**** Task data

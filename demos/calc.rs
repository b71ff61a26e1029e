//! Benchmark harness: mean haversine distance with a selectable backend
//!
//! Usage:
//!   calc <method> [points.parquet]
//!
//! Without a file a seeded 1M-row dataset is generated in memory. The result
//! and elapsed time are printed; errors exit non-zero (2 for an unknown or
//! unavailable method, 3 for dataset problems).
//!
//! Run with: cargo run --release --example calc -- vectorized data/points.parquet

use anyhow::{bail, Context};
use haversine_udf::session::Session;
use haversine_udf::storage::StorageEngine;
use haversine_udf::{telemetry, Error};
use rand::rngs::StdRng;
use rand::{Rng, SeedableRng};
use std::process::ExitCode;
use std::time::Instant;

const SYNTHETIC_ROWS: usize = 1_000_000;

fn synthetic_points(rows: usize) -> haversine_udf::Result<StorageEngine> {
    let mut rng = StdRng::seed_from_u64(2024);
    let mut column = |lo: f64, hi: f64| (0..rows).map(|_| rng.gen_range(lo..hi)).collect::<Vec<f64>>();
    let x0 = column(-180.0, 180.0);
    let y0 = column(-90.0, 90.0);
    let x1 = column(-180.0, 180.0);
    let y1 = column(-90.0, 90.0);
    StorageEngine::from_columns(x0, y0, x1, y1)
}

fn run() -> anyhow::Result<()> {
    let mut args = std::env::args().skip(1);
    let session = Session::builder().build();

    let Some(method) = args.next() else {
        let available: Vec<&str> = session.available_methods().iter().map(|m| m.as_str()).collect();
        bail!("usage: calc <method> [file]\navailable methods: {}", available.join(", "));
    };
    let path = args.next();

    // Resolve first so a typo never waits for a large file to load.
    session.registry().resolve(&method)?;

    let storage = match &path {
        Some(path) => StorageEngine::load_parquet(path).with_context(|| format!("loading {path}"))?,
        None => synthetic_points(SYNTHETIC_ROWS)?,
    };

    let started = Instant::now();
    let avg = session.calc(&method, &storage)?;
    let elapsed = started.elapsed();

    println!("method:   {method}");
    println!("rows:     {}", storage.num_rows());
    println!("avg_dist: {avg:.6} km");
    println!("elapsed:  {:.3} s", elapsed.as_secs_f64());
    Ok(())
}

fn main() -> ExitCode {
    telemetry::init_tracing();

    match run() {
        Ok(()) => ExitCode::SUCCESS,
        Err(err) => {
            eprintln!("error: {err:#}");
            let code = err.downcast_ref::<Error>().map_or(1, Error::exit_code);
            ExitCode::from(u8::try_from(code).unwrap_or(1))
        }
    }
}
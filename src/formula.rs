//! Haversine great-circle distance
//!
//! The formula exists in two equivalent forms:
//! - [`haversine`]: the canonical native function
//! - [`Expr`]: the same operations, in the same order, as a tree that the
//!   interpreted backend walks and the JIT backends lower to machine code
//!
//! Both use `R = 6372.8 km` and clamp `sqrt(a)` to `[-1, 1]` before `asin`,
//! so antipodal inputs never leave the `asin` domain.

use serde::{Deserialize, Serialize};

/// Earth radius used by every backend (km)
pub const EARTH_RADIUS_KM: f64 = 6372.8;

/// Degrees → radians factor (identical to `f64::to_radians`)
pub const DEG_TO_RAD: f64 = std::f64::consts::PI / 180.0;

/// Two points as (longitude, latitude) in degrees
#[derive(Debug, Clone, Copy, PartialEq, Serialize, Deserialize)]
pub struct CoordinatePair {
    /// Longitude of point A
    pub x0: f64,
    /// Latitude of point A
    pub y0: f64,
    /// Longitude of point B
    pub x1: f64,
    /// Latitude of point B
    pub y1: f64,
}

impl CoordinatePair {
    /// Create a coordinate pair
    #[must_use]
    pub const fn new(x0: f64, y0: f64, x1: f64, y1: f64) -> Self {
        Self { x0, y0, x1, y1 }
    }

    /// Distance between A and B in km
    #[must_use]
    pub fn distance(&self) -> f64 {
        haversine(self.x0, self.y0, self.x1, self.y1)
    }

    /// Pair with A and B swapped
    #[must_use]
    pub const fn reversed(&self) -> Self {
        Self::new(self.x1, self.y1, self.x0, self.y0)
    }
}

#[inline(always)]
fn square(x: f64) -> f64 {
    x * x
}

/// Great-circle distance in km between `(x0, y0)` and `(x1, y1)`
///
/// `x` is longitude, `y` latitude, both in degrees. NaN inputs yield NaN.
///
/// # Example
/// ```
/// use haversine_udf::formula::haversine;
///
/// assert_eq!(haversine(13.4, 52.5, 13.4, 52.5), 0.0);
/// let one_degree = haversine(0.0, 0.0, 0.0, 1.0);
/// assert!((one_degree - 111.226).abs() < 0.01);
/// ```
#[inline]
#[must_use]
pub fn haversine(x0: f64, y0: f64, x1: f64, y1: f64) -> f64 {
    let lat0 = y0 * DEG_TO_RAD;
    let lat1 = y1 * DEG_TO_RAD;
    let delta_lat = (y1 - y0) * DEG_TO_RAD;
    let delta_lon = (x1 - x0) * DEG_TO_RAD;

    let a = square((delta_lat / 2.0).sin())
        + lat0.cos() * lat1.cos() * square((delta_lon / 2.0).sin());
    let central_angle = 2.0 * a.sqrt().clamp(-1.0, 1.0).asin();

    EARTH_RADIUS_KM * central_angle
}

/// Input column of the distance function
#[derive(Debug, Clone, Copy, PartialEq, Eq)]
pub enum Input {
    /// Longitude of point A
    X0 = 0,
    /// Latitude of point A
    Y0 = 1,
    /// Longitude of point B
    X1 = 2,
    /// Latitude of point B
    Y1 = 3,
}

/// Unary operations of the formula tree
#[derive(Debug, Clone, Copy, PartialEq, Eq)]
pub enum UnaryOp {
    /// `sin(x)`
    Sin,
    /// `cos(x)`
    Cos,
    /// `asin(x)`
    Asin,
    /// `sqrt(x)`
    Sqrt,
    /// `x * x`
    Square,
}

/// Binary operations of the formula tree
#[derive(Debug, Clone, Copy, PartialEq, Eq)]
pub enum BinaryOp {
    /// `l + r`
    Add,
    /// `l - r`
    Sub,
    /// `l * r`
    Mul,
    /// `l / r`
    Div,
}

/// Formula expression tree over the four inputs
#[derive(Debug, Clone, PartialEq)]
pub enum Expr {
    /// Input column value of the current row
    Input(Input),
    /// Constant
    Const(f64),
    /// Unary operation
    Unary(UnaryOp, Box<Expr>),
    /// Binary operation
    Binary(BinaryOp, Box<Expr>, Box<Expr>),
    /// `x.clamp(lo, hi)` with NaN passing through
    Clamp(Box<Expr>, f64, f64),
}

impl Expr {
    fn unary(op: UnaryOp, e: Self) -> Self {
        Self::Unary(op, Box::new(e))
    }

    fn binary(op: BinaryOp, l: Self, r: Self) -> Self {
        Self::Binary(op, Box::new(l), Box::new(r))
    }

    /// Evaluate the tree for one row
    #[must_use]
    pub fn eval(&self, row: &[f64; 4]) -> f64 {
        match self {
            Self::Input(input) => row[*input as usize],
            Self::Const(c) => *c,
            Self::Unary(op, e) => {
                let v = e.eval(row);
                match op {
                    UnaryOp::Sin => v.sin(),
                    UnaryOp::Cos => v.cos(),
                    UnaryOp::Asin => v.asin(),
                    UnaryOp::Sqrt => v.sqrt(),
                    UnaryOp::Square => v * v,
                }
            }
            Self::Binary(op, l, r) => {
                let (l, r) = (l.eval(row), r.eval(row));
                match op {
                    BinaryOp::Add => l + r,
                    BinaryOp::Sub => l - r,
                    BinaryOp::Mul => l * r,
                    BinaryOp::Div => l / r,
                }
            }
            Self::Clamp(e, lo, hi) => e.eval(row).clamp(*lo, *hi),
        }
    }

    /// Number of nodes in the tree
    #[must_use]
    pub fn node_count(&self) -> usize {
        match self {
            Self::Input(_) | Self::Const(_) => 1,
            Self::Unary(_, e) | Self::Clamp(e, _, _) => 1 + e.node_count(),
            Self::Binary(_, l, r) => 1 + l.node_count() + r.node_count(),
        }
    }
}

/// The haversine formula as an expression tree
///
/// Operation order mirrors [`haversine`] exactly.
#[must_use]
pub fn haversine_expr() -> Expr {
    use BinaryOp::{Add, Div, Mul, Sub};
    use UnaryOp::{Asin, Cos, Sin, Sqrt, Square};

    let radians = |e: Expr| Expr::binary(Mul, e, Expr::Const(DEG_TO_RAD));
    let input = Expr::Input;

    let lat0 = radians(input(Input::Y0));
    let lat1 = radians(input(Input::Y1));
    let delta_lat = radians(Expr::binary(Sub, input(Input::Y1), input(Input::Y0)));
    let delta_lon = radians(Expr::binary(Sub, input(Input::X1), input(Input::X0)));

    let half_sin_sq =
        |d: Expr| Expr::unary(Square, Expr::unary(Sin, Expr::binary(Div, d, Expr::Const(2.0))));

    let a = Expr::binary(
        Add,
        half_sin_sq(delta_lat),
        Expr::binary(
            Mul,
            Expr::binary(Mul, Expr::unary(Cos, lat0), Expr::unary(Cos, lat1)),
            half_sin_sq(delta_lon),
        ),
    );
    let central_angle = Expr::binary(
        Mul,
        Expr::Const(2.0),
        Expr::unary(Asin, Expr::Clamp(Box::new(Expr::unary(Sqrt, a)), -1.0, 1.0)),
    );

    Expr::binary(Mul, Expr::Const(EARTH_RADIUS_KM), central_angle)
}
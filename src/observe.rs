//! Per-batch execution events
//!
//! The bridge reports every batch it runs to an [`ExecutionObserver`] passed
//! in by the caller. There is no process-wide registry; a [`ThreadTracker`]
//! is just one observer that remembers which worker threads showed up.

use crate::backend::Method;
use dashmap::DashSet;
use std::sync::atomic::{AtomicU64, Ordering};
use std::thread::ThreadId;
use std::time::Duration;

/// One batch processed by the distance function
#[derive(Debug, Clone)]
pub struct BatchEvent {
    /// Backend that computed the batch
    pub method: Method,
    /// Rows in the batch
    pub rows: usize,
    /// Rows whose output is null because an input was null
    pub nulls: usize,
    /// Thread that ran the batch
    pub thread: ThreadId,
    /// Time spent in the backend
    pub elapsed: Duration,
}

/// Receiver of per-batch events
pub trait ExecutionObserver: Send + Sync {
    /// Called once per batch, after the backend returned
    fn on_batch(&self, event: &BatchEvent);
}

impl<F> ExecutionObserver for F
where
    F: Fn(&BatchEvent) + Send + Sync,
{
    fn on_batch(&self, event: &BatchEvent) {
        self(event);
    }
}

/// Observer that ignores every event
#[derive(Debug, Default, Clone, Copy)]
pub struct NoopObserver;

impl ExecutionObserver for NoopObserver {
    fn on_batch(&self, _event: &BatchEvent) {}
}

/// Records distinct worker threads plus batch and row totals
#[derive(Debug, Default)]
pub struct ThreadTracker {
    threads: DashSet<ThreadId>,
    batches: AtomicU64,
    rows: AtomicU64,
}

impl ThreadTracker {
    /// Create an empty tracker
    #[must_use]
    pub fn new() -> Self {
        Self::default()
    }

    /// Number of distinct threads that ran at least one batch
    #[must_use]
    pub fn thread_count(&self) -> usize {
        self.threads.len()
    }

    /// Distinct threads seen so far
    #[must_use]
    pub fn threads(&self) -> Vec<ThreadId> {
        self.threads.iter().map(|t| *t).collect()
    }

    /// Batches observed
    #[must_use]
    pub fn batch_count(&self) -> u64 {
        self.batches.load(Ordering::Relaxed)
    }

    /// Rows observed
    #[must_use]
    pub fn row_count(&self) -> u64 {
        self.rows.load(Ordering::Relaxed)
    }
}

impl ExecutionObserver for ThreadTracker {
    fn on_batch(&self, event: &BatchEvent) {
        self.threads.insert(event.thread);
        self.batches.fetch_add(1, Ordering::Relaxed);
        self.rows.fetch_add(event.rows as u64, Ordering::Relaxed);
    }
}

********

Task requirements = Return every line from the entries above that includes the word "telemetry".

The completed task =
use haversine_udf::{telemetry, Error};
    telemetry::init_tracing();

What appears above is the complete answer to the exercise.